__Work item__: In the entries below, filter for the word "tests" and copy every matching line.

(Saved data entries)
++++++++++
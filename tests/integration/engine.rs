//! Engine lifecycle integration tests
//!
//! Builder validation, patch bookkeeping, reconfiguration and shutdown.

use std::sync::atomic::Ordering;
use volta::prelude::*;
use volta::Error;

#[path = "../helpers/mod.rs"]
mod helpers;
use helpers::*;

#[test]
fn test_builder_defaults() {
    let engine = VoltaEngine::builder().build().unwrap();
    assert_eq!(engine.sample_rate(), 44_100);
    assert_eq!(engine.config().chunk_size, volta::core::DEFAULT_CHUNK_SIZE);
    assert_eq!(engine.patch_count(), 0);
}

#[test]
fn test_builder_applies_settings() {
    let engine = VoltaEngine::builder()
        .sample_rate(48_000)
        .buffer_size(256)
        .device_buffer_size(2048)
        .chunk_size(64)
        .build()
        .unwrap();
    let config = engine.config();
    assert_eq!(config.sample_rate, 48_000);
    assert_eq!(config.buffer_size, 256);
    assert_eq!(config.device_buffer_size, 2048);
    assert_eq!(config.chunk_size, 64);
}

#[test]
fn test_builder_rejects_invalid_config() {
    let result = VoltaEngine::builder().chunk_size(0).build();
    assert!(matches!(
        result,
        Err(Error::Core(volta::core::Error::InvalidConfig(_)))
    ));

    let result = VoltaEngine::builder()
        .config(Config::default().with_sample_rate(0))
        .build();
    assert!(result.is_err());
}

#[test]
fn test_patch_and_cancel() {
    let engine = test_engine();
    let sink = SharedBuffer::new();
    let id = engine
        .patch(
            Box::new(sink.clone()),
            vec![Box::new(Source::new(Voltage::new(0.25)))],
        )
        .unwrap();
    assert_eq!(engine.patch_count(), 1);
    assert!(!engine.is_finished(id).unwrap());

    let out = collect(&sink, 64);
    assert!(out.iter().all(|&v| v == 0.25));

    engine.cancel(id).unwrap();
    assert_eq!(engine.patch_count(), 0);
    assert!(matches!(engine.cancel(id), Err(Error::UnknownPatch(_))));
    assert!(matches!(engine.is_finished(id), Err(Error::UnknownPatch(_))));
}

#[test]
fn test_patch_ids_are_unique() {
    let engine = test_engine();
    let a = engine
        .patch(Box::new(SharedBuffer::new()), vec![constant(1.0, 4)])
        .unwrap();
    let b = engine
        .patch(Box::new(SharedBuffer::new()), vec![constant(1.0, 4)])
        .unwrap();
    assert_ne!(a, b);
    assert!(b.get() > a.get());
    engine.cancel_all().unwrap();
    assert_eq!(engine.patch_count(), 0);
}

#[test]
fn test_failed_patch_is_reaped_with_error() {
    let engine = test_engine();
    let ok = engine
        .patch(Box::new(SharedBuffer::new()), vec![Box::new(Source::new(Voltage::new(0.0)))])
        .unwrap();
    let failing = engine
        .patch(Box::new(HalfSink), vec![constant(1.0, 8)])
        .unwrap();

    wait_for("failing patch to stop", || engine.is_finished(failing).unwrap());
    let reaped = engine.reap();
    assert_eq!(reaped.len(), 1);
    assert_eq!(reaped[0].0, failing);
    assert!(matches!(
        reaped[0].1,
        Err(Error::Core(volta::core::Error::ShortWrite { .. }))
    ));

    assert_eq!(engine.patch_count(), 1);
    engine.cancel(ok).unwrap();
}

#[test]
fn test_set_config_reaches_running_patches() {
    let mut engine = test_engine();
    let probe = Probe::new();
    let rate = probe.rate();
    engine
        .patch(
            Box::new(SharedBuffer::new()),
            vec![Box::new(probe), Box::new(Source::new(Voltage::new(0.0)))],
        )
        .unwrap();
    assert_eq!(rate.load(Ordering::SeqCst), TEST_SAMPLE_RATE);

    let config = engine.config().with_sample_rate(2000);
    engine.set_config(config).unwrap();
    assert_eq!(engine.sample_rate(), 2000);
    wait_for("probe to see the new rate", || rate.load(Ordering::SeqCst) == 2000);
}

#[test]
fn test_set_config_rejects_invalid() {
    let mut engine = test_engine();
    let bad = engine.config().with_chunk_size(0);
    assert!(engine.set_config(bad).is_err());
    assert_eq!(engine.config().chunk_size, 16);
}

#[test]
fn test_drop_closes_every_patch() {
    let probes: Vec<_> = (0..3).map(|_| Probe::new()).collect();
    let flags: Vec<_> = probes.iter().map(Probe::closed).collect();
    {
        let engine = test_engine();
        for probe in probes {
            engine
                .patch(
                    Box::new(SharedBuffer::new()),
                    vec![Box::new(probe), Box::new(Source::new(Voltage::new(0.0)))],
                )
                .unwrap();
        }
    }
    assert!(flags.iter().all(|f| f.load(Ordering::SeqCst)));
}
++++++++++
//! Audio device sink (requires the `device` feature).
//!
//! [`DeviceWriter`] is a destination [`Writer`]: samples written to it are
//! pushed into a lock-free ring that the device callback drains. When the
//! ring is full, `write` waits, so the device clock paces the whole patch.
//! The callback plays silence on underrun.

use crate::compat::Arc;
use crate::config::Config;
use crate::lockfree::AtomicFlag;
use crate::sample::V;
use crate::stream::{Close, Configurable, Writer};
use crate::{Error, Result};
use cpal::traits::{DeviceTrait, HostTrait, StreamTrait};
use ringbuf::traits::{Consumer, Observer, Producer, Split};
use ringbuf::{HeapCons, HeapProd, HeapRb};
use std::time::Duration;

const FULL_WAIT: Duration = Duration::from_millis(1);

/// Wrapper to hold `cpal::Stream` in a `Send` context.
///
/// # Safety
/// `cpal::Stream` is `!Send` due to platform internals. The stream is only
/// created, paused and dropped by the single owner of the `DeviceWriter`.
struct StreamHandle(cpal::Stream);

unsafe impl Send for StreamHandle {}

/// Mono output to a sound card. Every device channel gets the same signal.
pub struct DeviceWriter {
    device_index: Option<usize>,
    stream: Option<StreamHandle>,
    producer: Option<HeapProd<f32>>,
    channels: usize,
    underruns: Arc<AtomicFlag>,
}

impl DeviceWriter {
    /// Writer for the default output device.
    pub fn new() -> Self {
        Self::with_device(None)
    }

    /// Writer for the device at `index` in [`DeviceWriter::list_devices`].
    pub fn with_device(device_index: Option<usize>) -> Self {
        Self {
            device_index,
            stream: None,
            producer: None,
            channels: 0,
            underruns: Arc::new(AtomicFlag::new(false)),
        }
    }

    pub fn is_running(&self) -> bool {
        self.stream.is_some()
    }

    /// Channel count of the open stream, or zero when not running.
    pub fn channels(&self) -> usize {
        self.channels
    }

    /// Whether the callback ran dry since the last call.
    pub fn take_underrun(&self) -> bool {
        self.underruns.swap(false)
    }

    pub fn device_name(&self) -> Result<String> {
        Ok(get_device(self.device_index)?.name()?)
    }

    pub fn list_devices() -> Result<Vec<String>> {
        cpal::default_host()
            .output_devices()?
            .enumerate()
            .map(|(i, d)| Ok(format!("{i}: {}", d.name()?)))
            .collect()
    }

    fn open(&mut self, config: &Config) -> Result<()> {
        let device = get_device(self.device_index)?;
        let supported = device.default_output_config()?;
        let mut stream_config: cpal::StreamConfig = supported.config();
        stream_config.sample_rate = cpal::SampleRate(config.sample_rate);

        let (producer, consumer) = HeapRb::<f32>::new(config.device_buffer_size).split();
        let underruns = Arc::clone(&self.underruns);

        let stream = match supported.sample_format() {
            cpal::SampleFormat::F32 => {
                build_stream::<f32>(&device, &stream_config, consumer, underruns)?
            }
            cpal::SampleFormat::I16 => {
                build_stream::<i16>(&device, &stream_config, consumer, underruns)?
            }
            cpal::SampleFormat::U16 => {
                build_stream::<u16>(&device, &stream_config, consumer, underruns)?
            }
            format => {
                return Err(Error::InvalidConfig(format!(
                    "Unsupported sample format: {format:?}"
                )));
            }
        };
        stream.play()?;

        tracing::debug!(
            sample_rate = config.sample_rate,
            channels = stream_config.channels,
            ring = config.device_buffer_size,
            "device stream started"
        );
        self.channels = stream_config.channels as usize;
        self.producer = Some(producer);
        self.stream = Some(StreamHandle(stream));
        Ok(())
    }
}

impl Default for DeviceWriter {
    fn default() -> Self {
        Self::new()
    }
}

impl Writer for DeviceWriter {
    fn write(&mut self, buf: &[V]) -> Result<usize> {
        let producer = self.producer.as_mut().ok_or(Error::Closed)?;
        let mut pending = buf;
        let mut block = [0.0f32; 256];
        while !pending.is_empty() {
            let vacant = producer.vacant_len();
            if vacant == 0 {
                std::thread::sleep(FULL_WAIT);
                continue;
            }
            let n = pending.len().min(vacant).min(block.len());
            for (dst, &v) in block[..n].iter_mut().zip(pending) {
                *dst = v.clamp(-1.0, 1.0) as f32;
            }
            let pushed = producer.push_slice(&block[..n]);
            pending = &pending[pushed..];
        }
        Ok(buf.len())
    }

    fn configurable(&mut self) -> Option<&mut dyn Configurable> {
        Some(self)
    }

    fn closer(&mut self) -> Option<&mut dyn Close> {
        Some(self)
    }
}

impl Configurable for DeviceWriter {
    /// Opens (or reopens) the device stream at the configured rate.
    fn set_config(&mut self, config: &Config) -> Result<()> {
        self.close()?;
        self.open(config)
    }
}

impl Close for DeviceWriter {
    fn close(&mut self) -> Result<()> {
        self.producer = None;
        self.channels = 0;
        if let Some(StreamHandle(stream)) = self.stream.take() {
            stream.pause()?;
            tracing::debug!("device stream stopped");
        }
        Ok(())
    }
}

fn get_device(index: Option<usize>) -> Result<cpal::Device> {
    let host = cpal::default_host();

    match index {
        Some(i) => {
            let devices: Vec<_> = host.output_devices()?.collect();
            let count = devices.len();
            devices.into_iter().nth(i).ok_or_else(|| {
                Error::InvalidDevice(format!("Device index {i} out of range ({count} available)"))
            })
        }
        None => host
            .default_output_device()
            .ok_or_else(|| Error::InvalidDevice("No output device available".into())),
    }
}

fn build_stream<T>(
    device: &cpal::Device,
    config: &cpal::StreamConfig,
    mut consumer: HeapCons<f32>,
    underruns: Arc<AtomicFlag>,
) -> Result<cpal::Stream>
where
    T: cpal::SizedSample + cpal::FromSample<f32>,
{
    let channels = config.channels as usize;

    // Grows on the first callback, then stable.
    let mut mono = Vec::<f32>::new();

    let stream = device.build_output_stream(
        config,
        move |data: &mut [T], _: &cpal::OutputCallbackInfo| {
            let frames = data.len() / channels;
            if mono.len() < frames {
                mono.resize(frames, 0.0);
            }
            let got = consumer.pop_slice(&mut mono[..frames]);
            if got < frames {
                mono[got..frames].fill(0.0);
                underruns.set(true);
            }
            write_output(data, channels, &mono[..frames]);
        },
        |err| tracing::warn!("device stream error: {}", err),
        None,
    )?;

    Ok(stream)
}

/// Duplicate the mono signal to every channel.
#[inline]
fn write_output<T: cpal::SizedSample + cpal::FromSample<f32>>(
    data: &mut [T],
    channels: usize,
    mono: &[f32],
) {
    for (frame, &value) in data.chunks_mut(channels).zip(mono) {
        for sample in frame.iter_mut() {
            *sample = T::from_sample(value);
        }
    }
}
++++++++++
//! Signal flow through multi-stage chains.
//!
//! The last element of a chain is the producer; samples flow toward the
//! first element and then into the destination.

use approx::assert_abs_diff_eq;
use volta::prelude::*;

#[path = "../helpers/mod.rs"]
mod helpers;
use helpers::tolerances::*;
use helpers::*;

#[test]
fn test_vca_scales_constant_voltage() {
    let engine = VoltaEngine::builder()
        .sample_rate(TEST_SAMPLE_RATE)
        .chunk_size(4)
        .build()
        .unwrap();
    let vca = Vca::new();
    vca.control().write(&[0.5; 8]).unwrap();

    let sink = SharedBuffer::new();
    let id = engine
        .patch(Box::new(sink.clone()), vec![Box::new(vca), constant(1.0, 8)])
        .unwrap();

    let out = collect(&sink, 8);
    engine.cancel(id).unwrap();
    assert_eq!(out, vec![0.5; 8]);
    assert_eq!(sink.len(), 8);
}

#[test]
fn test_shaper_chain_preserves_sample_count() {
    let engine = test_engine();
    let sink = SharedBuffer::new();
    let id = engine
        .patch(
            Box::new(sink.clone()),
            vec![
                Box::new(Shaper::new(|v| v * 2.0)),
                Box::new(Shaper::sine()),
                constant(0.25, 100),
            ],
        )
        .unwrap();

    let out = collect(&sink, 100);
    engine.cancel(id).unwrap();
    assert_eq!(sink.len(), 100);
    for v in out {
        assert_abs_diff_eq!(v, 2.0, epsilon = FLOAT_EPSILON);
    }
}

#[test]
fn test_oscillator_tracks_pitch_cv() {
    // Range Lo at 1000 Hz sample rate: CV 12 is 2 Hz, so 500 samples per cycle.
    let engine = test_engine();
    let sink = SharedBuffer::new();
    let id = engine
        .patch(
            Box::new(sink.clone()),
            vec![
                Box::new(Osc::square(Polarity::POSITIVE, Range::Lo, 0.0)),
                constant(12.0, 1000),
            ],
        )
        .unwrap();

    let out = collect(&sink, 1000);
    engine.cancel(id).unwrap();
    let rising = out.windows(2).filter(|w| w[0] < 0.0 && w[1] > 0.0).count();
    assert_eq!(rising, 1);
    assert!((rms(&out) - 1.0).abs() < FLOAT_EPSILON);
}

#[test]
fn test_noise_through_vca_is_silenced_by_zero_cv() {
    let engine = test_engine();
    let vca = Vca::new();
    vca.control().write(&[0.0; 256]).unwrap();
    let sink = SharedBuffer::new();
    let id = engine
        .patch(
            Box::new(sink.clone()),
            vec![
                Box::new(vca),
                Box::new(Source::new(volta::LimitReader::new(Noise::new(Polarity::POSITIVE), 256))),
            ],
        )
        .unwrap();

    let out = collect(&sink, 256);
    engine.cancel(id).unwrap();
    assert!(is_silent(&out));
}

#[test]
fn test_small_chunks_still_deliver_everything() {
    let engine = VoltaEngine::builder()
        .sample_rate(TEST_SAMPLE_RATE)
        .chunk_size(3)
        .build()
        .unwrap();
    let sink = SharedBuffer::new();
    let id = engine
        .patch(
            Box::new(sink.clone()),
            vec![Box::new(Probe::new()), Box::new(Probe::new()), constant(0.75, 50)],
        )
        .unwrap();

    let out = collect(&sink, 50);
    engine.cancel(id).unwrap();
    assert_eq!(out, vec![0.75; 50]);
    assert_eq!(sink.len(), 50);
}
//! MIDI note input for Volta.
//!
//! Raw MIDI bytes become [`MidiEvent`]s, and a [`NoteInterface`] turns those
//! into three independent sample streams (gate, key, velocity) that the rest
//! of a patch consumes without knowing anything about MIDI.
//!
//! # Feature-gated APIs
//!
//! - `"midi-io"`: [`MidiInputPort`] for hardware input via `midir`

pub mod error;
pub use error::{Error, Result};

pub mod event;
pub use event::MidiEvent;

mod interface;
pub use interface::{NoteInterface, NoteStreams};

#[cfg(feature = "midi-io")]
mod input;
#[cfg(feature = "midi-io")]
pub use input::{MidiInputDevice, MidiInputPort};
++++++++++
__Result__:
filename tests/integration/engine.rs
//! Engine lifecycle integration tests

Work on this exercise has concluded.